Section 11369, RCM (1921) (emphasis added). In Patterson, the defendant obtained title
to several horses after providing a postdated check. The attorney general conceded that
the conviction could not be sustained because the “gist of the action is the intent to
defraud,” and there was a lack of evidence to show such intent. Patterson, 75 Mont. at
317, 243 P. at 355.
¶27 Montana’s current statute does not contain an “intent to defraud” element. Rather,
§ 45-6-316, MCA, provides in relevant part:
Issuing a bad check. (1) A person commits the offense of issuing a
bad check when the person issues or delivers a check or other order upon a
real or fictitious depository for the payment of money knowing that it will
not be paid by the depository.
(2) If the offender has an account with the depository, failure to
make good the check or other order within 5 days after written notice of
nonpayment has been received by the issuer is prima facie evidence that the
offender knew that it would not be paid by the depository.
8
Although there was evidence that McWilliams intended to deceive or defraud Johns by
obtaining a duplicate title to the trailer to defeat Johns’ security interest in the trailer, that
evidence was not required to sustain a conviction for issuing bad checks.
¶28 Similarly, with respect to the check to Curry, the issue was not whether
McWilliams defrauded Curry into providing electrical work, rather, the State was obliged
to prove only that the check was issued “knowing that it will not be paid by the
depository.” Section 45-6-316(1), MCA.
¶29 As to the District Court’s denial of McWilliams’ motion to dismiss the
Information filed against him, under § 7-4-2716(1), MCA, county attorneys in Montana
are charged with a duty to conduct, on the State’s behalf, all prosecutions for public
offenses. In discharging that duty, a county attorney has broad discretion to determine
whether to prosecute an offender and what offense to charge. Tichenor, ¶ 26 (citing State
ex rel. Fletcher v. Dist.
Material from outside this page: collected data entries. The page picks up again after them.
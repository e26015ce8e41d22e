//! Action and reward events as reported by a backtest.
//!
//! Both arrive as positional JSON arrays. Decoding is lenient at the batch
//! level: a malformed entry decodes to `None` and the caller decides whether
//! to skip it.

use serde_json::Value as Json;

/// `[action_code, trade_id, param_a, param_b]`
#[derive(Debug, Clone, PartialEq)]
pub struct ActionEvent {
    pub action_code: i64,
    pub trade_id: String,
    pub param_a: Json,
    pub param_b: Json,
}

/// `[trade_id, reward_value, round_number]`
#[derive(Debug, Clone, PartialEq)]
pub struct RewardEvent {
    pub trade_id: String,
    pub reward_value: f64,
    pub round_number: i64,
}

/// Integers may arrive as `1` or `1.0`.
fn as_integer(value: &Json) -> Option<i64> {
    if let Some(i) = value.as_i64() {
        return Some(i);
    }
    let f = value.as_f64()?;
    (f.fract() == 0.0 && f.is_finite()).then_some(f as i64)
}

/// Trade ids are strings on the wire, but numeric ids are accepted.
fn as_trade_id(value: &Json) -> Option<String> {
    match value {
        Json::String(s) => Some(s.clone()),
        Json::Number(n) => Some(n.to_string()),
        _ => None,
    }
}

impl ActionEvent {
    pub fn new(action_code: i64, trade_id: impl Into<String>) -> Self {
        ActionEvent {
            action_code,
            trade_id: trade_id.into(),
            param_a: Json::Null,
            param_b: Json::Null,
        }
    }

    pub fn from_raw(raw: &Json) -> Option<Self> {
        let fields = raw.as_array()?;
        if fields.len() < 4 {
            return None;
        }
        Some(ActionEvent {
            action_code: as_integer(&fields[0])?,
            trade_id: as_trade_id(&fields[1])?,
            param_a: fields[2].clone(),
            param_b: fields[3].clone(),
        })
    }

    pub fn to_raw(&self) -> Json {
        Json::Array(vec![
            Json::from(self.action_code),
            Json::from(self.trade_id.clone()),
            self.param_a.clone(),
            self.param_b.clone(),
        ])
    }
}

impl RewardEvent {
    pub fn new(trade_id: impl Into<String>, reward_value: f64, round_number: i64) -> Self {
        RewardEvent {
            trade_id: trade_id.into(),
            reward_value,
            round_number,
        }
    }

    pub fn from_raw(raw: &Json) -> Option<Self> {
        let fields = raw.as_array()?;
        if fields.len() < 3 {
            return None;
        }
        let reward_value = fields[1].as_f64()?;
        if !reward_value.is_finite() {
            return None;
        }
        Some(RewardEvent {
            trade_id: as_trade_id(&fields[0])?,
            reward_value,
            round_number: as_integer(&fields[2])?,
        })
    }

    pub fn to_raw(&self) -> Json {
        Json::Array(vec![
            Json::from(self.trade_id.clone()),
            Json::from(self.reward_value),
            Json::from(self.round_number),
        ])
    }
}

#[cfg(test)]
mod tests {
    use super::*;
    use serde_json::json;

    #[test]
    fn decodes_action() {
        let a = ActionEvent::from_raw(&json!([1, "t1", 0.5, {"size": 2}])).unwrap();
        assert_eq!(a.action_code, 1);
        assert_eq!(a.trade_id, "t1");
        assert_eq!(a.param_a, json!(0.5));
        assert_eq!(a.param_b, json!({"size": 2}));
    }

    #[test]
    fn action_code_accepts_integral_float() {
        let a = ActionEvent::from_raw(&json!([-1.0, "t1", null, null])).unwrap();
        assert_eq!(a.action_code, -1);
        assert!(ActionEvent::from_raw(&json!([0.5, "t1", null, null])).is_none());
    }

    #[test]
    fn numeric_trade_id_is_stringified() {
        let r = RewardEvent::from_raw(&json!([42, 0.1, 3])).unwrap();
        assert_eq!(r.trade_id, "42");
    }

    #[test]
    fn malformed_actions_are_none() {
        assert!(ActionEvent::from_raw(&json!([1, "t1", 0])).is_none());
        assert!(ActionEvent::from_raw(&json!(["buy", "t1", 0, 0])).is_none());
        assert!(ActionEvent::from_raw(&json!([1, null, 0, 0])).is_none());
        assert!(ActionEvent::from_raw(&json!({"action": 1})).is_none());
    }

    #[test]
    fn malformed_rewards_are_none() {
        assert!(RewardEvent::from_raw(&json!(["t1", 0.1])).is_none());
        assert!(RewardEvent::from_raw(&json!(["t1", "high", 3])).is_none());
        assert!(RewardEvent::from_raw(&json!(["t1", 0.1, "r3"])).is_none());
        assert!(RewardEvent::from_raw(&json!(null)).is_none());
    }

    #[test]
    fn extra_fields_are_ignored() {
        let r = RewardEvent::from_raw(&json!(["t1", 0.05, 3, "extra"])).unwrap();
        assert_eq!(r, RewardEvent::new("t1", 0.05, 3));
    }

    #[test]
    fn raw_form_decodes_back() {
        let r = RewardEvent::new("BTC-4", -0.02, 4);
        assert_eq!(RewardEvent::from_raw(&r.to_raw()), Some(r));
    }
}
Court, 260 Mont. 410, 414-15, 859 P.2d 992, 995 (1993)).
¶30 An information
is a written accusation of criminal conduct prepared by a prosecutor in the
name of the State. The information must reasonably apprise the accused of
the charges against him, so that he may have the opportunity to prepare and
present his defense. We read the information, and the affidavit in support
thereof, as a whole to determine the sufficiency of the charging documents.
We apply the “common understanding” rule to determine if the charging
language of a document allows a person to understand the charges against
him. Under this standard, the test of the sufficiency of a charging
document is whether the defendant is apprised of the charges and whether
he will be surprised.
State v. Wilson, 2007 MT 327, ¶ 25, 340 Mont. 191, ¶ 25, 172 P.3d 1264, ¶ 25 (internal
citations and quotation marks omitted).
9
¶31 This Court has held that “[l]eave to file an information shall be granted when
probable cause exists that an offense has been committed by an identified suspect” and
that “[d]istrict court judges should use their common sense when reviewing affidavits of
probable cause.” State v. David, 266 Mont. 365, 367-68, 880 P.2d 1308, 1310 (1994)
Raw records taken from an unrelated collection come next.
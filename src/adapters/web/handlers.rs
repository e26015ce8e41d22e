//! HTTP request handlers.
//!
//! Pipelines run on the blocking pool so a slow script or gateway call never
//! stalls the runtime.

use axum::{
    Json,
    extract::{FromRequest, Request, State, rejection::JsonRejection},
};
use chrono::NaiveDate;
use serde::{Deserialize, Serialize};
use serde_json::{Value, json};
use std::sync::Arc;

use crate::domain::config_validation::{backtest_settings, predict_settings};
use crate::domain::error::SiglabError;
use crate::pipeline::{self, BacktestOutcome, PredictOutcome};

use super::{AppState, ApiError};

/// `Json` body extractor whose rejections use the API's error body.
pub struct ApiJson<T>(pub T);

impl<S, T> FromRequest<S> for ApiJson<T>
where
    Json<T>: FromRequest<S, Rejection = JsonRejection>,
    S: Send + Sync,
{
    type Rejection = ApiError;

    async fn from_request(req: Request, state: &S) -> Result<Self, Self::Rejection> {
        match Json::<T>::from_request(req, state).await {
            Ok(Json(value)) => Ok(Self(value)),
            Err(rejection) => Err(ApiError::bad_request(rejection.body_text())),
        }
    }
}

#[derive(Debug, Deserialize)]
pub struct BacktestRequest {
    pub code: String,
    pub instrument: Option<String>,
    pub date: Option<String>,
}

#[derive(Debug, Deserialize)]
pub struct CodeRequest {
    pub code: String,
}

#[derive(Debug, Serialize)]
pub struct ValidateResponse {
    pub name: String,
}

async fn run_blocking<T, F>(job: F) -> Result<T, ApiError>
where
    F: FnOnce() -> Result<T, SiglabError> + Send + 'static,
    T: Send + 'static,
{
    tokio::task::spawn_blocking(job)
        .await
        .map_err(|e| ApiError::internal(format!("worker failed: {}", e)))?
        .map_err(ApiError::from)
}

pub async fn health() -> Json<Value> {
    Json(json!({ "status": "ok" }))
}

pub async fn run_backtest(
    State(state): State<Arc<AppState>>,
    ApiJson(req): ApiJson<BacktestRequest>,
) -> Result<Json<BacktestOutcome>, ApiError> {
    if let Some(date) = &req.date {
        NaiveDate::parse_from_str(date.trim(), "%Y-%m-%d")
            .map_err(|_| ApiError::bad_request(format!("invalid date '{}', expected YYYY-MM-DD", date)))?;
    }
    if req.instrument.as_deref().is_some_and(|i| i.trim().is_empty()) {
        return Err(ApiError::bad_request("instrument must not be empty"));
    }

    let settings = backtest_settings(&*state.config, req.instrument.as_deref(), req.date.as_deref())?;
    let gateway = Arc::clone(&state.gateway);
    let outcome = run_blocking(move || pipeline::backtest(&*gateway, &req.code, &settings)).await?;
    Ok(Json(outcome))
}

pub async fn run_predictions(
    State(state): State<Arc<AppState>>,
    ApiJson(req): ApiJson<CodeRequest>,
) -> Result<Json<PredictOutcome>, ApiError> {
    let settings = predict_settings(&*state.config)?;
    let gateway = Arc::clone(&state.gateway);
    let outcome = run_blocking(move || {
        if settings.dry_run {
            pipeline::predict(&*gateway, &req.code, &settings)
        } else {
            pipeline::predict_and_submit(&*gateway, &req.code, &settings)
        }
    })
    .await?;
    Ok(Json(outcome))
}

pub async fn validate(ApiJson(req): ApiJson<CodeRequest>) -> Result<Json<ValidateResponse>, ApiError> {
    let name = run_blocking(move || pipeline::validate(&req.code)).await?;
    Ok(Json(ValidateResponse { name }))
}

pub async fn not_found() -> ApiError {
    ApiError::not_found("no such endpoint")
}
(citing § 46-11-201, MCA; State v. Thompson, 243 Mont. 28, 30, 792 P.2d 1103, 1105
(1990)). Thus, “[t]he determination of whether a motion to file an information is
supported by probable cause is left to the sound discretion of the trial court.” State v.
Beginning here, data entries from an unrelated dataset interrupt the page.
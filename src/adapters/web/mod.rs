//! HTTP API adapter.
//!
//! JSON endpoints for backtesting, submitting and validating strategy code.

mod error;
mod handlers;

pub use error::{ApiError, status_from_error};
pub use handlers::*;

use axum::{
    Router,
    routing::{get, post},
};
use std::sync::Arc;
use tower_http::trace::TraceLayer;

use crate::ports::config_port::ConfigPort;
use crate::ports::gateway_port::TradingGateway;

pub struct AppState {
    pub gateway: Arc<dyn TradingGateway + Send + Sync>,
    pub config: Arc<dyn ConfigPort + Send + Sync>,
}

pub fn build_router(state: AppState) -> Router {
    Router::new()
        .route("/health", get(handlers::health))
        .route("/backtest", post(handlers::run_backtest))
        .route("/predictions", post(handlers::run_predictions))
        .route("/validate", post(handlers::validate))
        .fallback(handlers::not_found)
        .layer(TraceLayer::new_for_http())
        .with_state(Arc::new(state))
}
Dunfee, 2005 MT 147, ¶ 31, 327 Mont. 335, ¶ 31, 114 P.3d 217, ¶ 31.
¶32 In the case sub judice, the District Court had already granted the State’s motion for
leave to file an Information against McWilliams, thus establishing that the State had
probable cause to bring the charges. The State had no further burden of proof with regard
to these charges until trial. Tichenor, ¶ 22 (citing State v. Nichols, 1998 MT 271, ¶ 4, 291
Mont. 367, ¶ 4, 970 P.2d 79, ¶ 4 (“holding that the defendant’s challenge to the evidence
through a pretrial motion to dismiss ‘was premature because such a challenge can only be
made after the State has had an opportunity to present its evidence to the trier of fact’ ”)).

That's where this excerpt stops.